You have to figure that Monday felt like a good day to own Toyota (NYS: TM) stock. Over the weekend, the news went out that archrival General Motors (NYS: GM) was waving the white flag on its vaunted Chevy Volt. In the face of waning buyer enthusiasm and conspicuous silence from General Electric (NYS: GE) , which had promised to buy the vehicle in droves but then failed to do so, GM announced it is suspending production of the Volt for a few weeks to try to drain off the backlog of unsold vehicles clogging dealer lots.
Some pundits immediately rushed to declare the Volt a boondoggle and call for its cancellation. But whether that's the car's ultimate fate, one analyst at least sees this as very good news for Toyota. Yesterday, the bankers at Credit Suisse used the Volt's short-out as an occasion to upgrade Toyota shares to outperform.
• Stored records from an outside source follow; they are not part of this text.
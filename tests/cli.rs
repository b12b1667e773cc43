use assert_cmd::prelude::*;
use predicates::prelude::*;
use std::path::Path;
use std::process::Command;

fn solid_image(width: u32, height: u32, px: [u8; 4]) -> image::RgbaImage {
    let samples = px
        .iter()
        .cloned()
        .cycle()
        .take((width * height * 4) as usize)
        .collect();
    image::RgbaImage::from_raw(width, height, samples).unwrap()
}

fn write_image(path: &Path, width: u32, height: u32) {
    solid_image(width, height, [40, 80, 120, 255]).save(path).unwrap();
}

fn maskcarve() -> Command {
    Command::cargo_bin("maskcarve").unwrap()
}

#[test]
fn rejects_a_zero_seam_count() {
    let dir = tempfile::tempdir().unwrap();
    let input = dir.path().join("flat.png");
    write_image(&input, 8, 6);

    maskcarve()
        .arg(&input)
        .args(&["-r", "0"])
        .assert()
        .failure()
        .code(1)
        .stderr(predicate::str::contains("[ERROR]"));
}

#[test]
fn rejects_a_seam_count_at_the_image_width() {
    let dir = tempfile::tempdir().unwrap();
    let input = dir.path().join("flat.png");
    write_image(&input, 8, 6);

    maskcarve()
        .arg(&input)
        .args(&["-r", "8"])
        .assert()
        .failure()
        .code(1)
        .stderr(predicate::str::contains("more pixels than the image width"));
}

#[test]
fn rejects_a_non_numeric_seam_count() {
    let dir = tempfile::tempdir().unwrap();
    let input = dir.path().join("flat.png");
    write_image(&input, 8, 6);

    maskcarve()
        .arg(&input)
        .args(&["-r", "plenty"])
        .assert()
        .failure()
        .code(1)
        .stderr(predicate::str::contains("[ERROR]"));
}

#[test]
fn rejects_a_missing_input_file() {
    let dir = tempfile::tempdir().unwrap();
    let input = dir.path().join("no-such-image.png");

    maskcarve()
        .arg(&input)
        .args(&["-r", "3"])
        .assert()
        .failure()
        .code(1)
        .stderr(predicate::str::contains("cannot load image"));
}

#[test]
fn rejects_a_mask_of_the_wrong_size() {
    let dir = tempfile::tempdir().unwrap();
    let input = dir.path().join("flat.png");
    let mask = dir.path().join("mask.png");
    write_image(&input, 8, 6);
    write_image(&mask, 4, 4);

    maskcarve()
        .arg(&input)
        .args(&["-r", "3"])
        .arg("-m")
        .arg(&mask)
        .assert()
        .failure()
        .code(1)
        .stderr(predicate::str::contains("mask"));
}

#[test]
fn writes_the_derived_output_path() {
    let dir = tempfile::tempdir().unwrap();
    let input = dir.path().join("flat.png");
    write_image(&input, 8, 6);

    maskcarve()
        .arg(&input)
        .args(&["-r", "3"])
        .assert()
        .success()
        .stdout(predicate::str::contains("[INFO]"));

    let output = dir.path().join("flat-seam.png");
    let carved = image::open(&output).unwrap().to_rgba();
    assert_eq!(carved.dimensions(), (5, 6));
}

#[test]
fn honors_an_explicit_output_and_energy_dump() {
    let dir = tempfile::tempdir().unwrap();
    let input = dir.path().join("flat.png");
    let output = dir.path().join("narrow.png");
    let energy = dir.path().join("energy.png");
    write_image(&input, 8, 6);

    maskcarve()
        .arg(&input)
        .args(&["-r", "2"])
        .arg("-o")
        .arg(&output)
        .arg("--dump-energy")
        .arg(&energy)
        .assert()
        .success();

    assert_eq!(image::open(&output).unwrap().to_rgba().dimensions(), (6, 6));
    // the dump happens before any seam is removed
    assert_eq!(image::open(&energy).unwrap().to_luma().dimensions(), (8, 6));
}

#[test]
fn can_carve_down_to_a_single_column() {
    let dir = tempfile::tempdir().unwrap();
    let input = dir.path().join("flat.png");
    write_image(&input, 8, 6);

    maskcarve()
        .arg(&input)
        .args(&["-r", "7"])
        .assert()
        .success();

    let output = dir.path().join("flat-seam.png");
    assert_eq!(image::open(&output).unwrap().to_rgba().dimensions(), (1, 6));
}
//! Errors raised by recommendation requests

use crate::event::{DocumentId, StoreError};
use thiserror::Error;

#[derive(Error, Debug)]
pub enum AnalysisError {
    /// The event store could not answer; distinct from "no readers"
    #[error("Event store failure: {0}")]
    Store(#[from] StoreError),

    /// The two-hop traversal from `seed` produced more co-read occurrences
    /// than the configured ceiling
    #[error("Fan-out for document {seed} exceeds limit of {limit} co-read occurrences")]
    FanOutExceeded { seed: DocumentId, limit: usize },
}

pub type AnalysisResult<T> = Result<T, AnalysisError>;
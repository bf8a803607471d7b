//! Analyzer configuration
//!
//! Every field has a default; a YAML file only needs to name what it changes:
//!
//! ```yaml
//! recommend:
//!   top_k: 5
//!   max_fan_out: 100000
//! top_readers: 20
//! output_dir: reports
//! ```

use serde::{Deserialize, Serialize};
use std::path::{Path, PathBuf};
use thiserror::Error;
use tracing::debug;

#[derive(Error, Debug)]
pub enum ConfigError {
    #[error("Cannot read config file: {0}")]
    Io(#[from] std::io::Error),

    #[error("Invalid config: {0}")]
    Yaml(#[from] serde_yaml::Error),
}

pub type ConfigResult<T> = Result<T, ConfigError>;

/// Co-occurrence recommendation settings
#[derive(Debug, Clone, PartialEq, Eq, Serialize, Deserialize)]
#[serde(default)]
pub struct RecommendConfig {
    /// Entries kept by the top-K selector
    pub top_k: usize,
    /// Ceiling on co-read occurrences gathered for one seed (None = unbounded)
    pub max_fan_out: Option<usize>,
}

impl Default for RecommendConfig {
    fn default() -> Self {
        Self {
            top_k: 10,
            max_fan_out: None,
        }
    }
}

/// Top-level configuration
#[derive(Debug, Clone, PartialEq, Eq, Serialize, Deserialize)]
#[serde(default)]
pub struct AnalyzerConfig {
    pub recommend: RecommendConfig,
    /// Rows in the top-readers table
    pub top_readers: usize,
    /// Directory for rendered graph files
    pub output_dir: PathBuf,
}

impl Default for AnalyzerConfig {
    fn default() -> Self {
        Self {
            recommend: RecommendConfig::default(),
            top_readers: 10,
            output_dir: PathBuf::from("output"),
        }
    }
}

impl AnalyzerConfig {
    pub fn from_yaml_str(yaml: &str) -> ConfigResult<Self> {
        // An empty document deserialises to unit, not to a mapping
        if yaml.trim().is_empty() {
            return Ok(Self::default());
        }
        Ok(serde_yaml::from_str(yaml)?)
    }

    pub fn from_yaml_file(path: impl AsRef<Path>) -> ConfigResult<Self> {
        let path = path.as_ref();
        debug!("Reading config from {:?}", path);
        let text = std::fs::read_to_string(path)?;
        Self::from_yaml_str(&text)
    }
}
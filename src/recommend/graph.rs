//! Recommendation graph: why each recommended document was recommended
//!
//! Nodes are the recommended documents plus the seed's readers who read
//! them; edges are "visitor read document". Readers of a recommended
//! document who never read the seed are left out, since they explain
//! nothing about the recommendation.

use super::also_likes::RankedList;
use super::error::AnalysisResult;
use super::index::BipartiteIndex;
use crate::event::{DocumentId, EventStore, VisitorId};
use rustc_hash::FxHashSet;
use serde::Serialize;
use tracing::debug;

/// A node of the recommendation graph
#[derive(Debug, Clone, PartialEq, Eq, Serialize)]
#[serde(tag = "kind", rename_all = "lowercase")]
pub enum GraphNode {
    Document { id: DocumentId, is_seed: bool },
    Visitor { id: VisitorId, is_queried_visitor: bool },
}

impl GraphNode {
    pub fn id(&self) -> &str {
        match self {
            GraphNode::Document { id, .. } => id.as_str(),
            GraphNode::Visitor { id, .. } => id.as_str(),
        }
    }

    pub fn is_document(&self) -> bool {
        matches!(self, GraphNode::Document { .. })
    }
}

/// Directed "read" edge from a visitor to a document
#[derive(Debug, Clone, PartialEq, Eq, Serialize)]
pub struct GraphEdge {
    pub from_visitor_id: VisitorId,
    pub to_document_id: DocumentId,
    pub relation: &'static str,
    /// Mirrors the visitor's tag
    pub is_queried_visitor: bool,
}

#[derive(Debug, Clone, Default, PartialEq, Eq, Serialize)]
pub struct RecommendationGraph {
    pub nodes: Vec<GraphNode>,
    pub edges: Vec<GraphEdge>,
}

impl RecommendationGraph {
    pub fn document_nodes(&self) -> impl Iterator<Item = (&DocumentId, bool)> {
        self.nodes.iter().filter_map(|n| match n {
            GraphNode::Document { id, is_seed } => Some((id, *is_seed)),
            GraphNode::Visitor { .. } => None,
        })
    }

    pub fn visitor_nodes(&self) -> impl Iterator<Item = (&VisitorId, bool)> {
        self.nodes.iter().filter_map(|n| match n {
            GraphNode::Visitor {
                id,
                is_queried_visitor,
            } => Some((id, *is_queried_visitor)),
            GraphNode::Document { .. } => None,
        })
    }

    pub fn has_edge(&self, visitor: &VisitorId, document: &DocumentId) -> bool {
        self.edges
            .iter()
            .any(|e| &e.from_visitor_id == visitor && &e.to_document_id == document)
    }

    pub fn node_count(&self) -> usize {
        self.nodes.len()
    }

    pub fn edge_count(&self) -> usize {
        self.edges.len()
    }
}

/// Build the graph for `seed` over an already ranked (usually top-K) list
///
/// `focal` tags one visitor for highlighting; an id that matches no node is
/// not an error and tags nothing.
pub fn build_graph<S: EventStore + ?Sized>(
    store: &S,
    seed: &DocumentId,
    focal: Option<&VisitorId>,
    ranked: &RankedList,
) -> AnalysisResult<RecommendationGraph> {
    let mut index = BipartiteIndex::new(store);
    let seed_readers: FxHashSet<VisitorId> = index.readers_of(seed)?.iter().cloned().collect();

    let mut graph = RecommendationGraph::default();
    let mut placed: FxHashSet<VisitorId> = FxHashSet::default();

    for document in ranked.keys() {
        graph.nodes.push(GraphNode::Document {
            id: document.clone(),
            is_seed: document == seed,
        });

        for reader in index.readers_of(document)? {
            if !seed_readers.contains(reader) {
                continue;
            }
            let is_queried_visitor = focal == Some(reader);

            if placed.insert(reader.clone()) {
                graph.nodes.push(GraphNode::Visitor {
                    id: reader.clone(),
                    is_queried_visitor,
                });
            }
            graph.edges.push(GraphEdge {
                from_visitor_id: reader.clone(),
                to_document_id: document.clone(),
                relation: "read",
                is_queried_visitor,
            });
        }
    }

    debug!(
        "build_graph({}): {} nodes, {} edges",
        seed,
        graph.node_count(),
        graph.edge_count()
    );

    Ok(graph)
}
What's the plural of "Prius"?
They may be right to do so. Chevy fell far short of its goal of pushing 10,000 Volts out the door last year, ringing up just 7,671 sales in 2011. That same year, Toyota moved 400,000 units' worth of Prius-shaped metal. With 2 million "Prii" sold since the car was invented, Toyota remains the undisputed world champion of hybrid car sales.
It's also gearing up to turn the term "Prius" into a brand name akin to Scion. Over the next couple years, Toyota aims to bring three new Prius models to dealer lots:
- A Prius V five-seater that won't cost that much more than an ordinary Prius but will get 95% of the original's gas mileage and boast 60% more cargo room.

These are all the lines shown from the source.